**AIM OF THE EXERCISE**
Only the lines holding "applied" are wanted; find them in the listing and return each one.

**EXERCISE DATA**
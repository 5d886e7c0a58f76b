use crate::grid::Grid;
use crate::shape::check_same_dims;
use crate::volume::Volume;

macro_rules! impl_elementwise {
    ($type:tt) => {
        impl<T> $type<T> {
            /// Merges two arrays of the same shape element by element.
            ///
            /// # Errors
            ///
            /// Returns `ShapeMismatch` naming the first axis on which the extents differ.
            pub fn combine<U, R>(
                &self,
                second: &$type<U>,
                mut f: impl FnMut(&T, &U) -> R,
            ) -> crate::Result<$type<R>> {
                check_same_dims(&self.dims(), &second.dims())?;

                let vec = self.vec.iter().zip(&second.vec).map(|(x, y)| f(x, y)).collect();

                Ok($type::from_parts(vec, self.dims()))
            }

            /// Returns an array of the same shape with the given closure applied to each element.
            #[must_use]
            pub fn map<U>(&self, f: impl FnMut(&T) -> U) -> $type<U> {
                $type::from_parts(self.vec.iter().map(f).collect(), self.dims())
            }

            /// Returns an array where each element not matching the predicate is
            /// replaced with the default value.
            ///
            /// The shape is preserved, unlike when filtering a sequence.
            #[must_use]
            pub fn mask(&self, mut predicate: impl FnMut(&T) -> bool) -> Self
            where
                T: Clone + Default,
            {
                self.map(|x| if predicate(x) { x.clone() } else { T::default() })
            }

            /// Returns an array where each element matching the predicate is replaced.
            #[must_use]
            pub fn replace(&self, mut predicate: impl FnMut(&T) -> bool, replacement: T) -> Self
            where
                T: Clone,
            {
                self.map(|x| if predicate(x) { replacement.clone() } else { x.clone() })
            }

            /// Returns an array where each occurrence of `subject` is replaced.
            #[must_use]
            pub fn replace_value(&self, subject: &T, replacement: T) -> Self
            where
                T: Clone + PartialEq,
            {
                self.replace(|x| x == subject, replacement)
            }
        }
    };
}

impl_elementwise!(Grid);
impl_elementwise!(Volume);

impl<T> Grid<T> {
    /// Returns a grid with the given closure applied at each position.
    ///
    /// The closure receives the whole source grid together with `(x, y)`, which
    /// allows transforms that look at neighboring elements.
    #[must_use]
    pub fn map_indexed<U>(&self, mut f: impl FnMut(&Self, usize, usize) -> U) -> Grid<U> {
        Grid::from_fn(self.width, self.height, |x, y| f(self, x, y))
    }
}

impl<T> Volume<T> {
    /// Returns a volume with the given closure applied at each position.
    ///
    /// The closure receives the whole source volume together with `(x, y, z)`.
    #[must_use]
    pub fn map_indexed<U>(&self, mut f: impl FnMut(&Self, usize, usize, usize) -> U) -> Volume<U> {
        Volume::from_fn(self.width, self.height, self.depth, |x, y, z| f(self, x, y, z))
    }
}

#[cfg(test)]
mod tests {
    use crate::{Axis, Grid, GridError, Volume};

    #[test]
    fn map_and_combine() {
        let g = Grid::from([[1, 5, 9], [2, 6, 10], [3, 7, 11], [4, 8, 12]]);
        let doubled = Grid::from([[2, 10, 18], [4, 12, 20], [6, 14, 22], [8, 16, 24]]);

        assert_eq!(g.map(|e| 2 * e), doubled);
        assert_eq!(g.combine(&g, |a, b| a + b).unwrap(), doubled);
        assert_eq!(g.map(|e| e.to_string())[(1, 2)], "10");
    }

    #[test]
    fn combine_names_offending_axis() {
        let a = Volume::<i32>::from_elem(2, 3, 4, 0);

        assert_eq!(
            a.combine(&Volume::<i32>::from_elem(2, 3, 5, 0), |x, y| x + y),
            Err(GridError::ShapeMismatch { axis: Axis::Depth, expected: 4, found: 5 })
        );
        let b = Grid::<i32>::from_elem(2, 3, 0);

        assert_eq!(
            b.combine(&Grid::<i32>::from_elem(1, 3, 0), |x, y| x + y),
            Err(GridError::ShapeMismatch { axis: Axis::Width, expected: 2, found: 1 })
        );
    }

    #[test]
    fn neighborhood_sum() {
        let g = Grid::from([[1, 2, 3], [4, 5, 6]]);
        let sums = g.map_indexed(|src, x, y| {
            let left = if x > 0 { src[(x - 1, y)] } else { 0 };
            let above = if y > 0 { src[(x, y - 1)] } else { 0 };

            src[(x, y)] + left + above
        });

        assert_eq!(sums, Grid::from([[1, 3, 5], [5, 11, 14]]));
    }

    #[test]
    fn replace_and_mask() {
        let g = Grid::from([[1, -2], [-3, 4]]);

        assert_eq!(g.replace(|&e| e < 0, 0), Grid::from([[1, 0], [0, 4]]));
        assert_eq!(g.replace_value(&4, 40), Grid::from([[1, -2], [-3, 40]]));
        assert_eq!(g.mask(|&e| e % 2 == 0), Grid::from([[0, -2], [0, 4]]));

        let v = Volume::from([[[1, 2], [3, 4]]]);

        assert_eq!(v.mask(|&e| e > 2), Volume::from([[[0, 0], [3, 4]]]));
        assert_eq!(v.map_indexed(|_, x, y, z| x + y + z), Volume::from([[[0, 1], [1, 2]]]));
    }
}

**RESULT BELOW**
            /// Returns an array of the same shape with the given closure applied to each element.
    /// Returns a grid with the given closure applied at each position.
    /// Returns a volume with the given closure applied at each position.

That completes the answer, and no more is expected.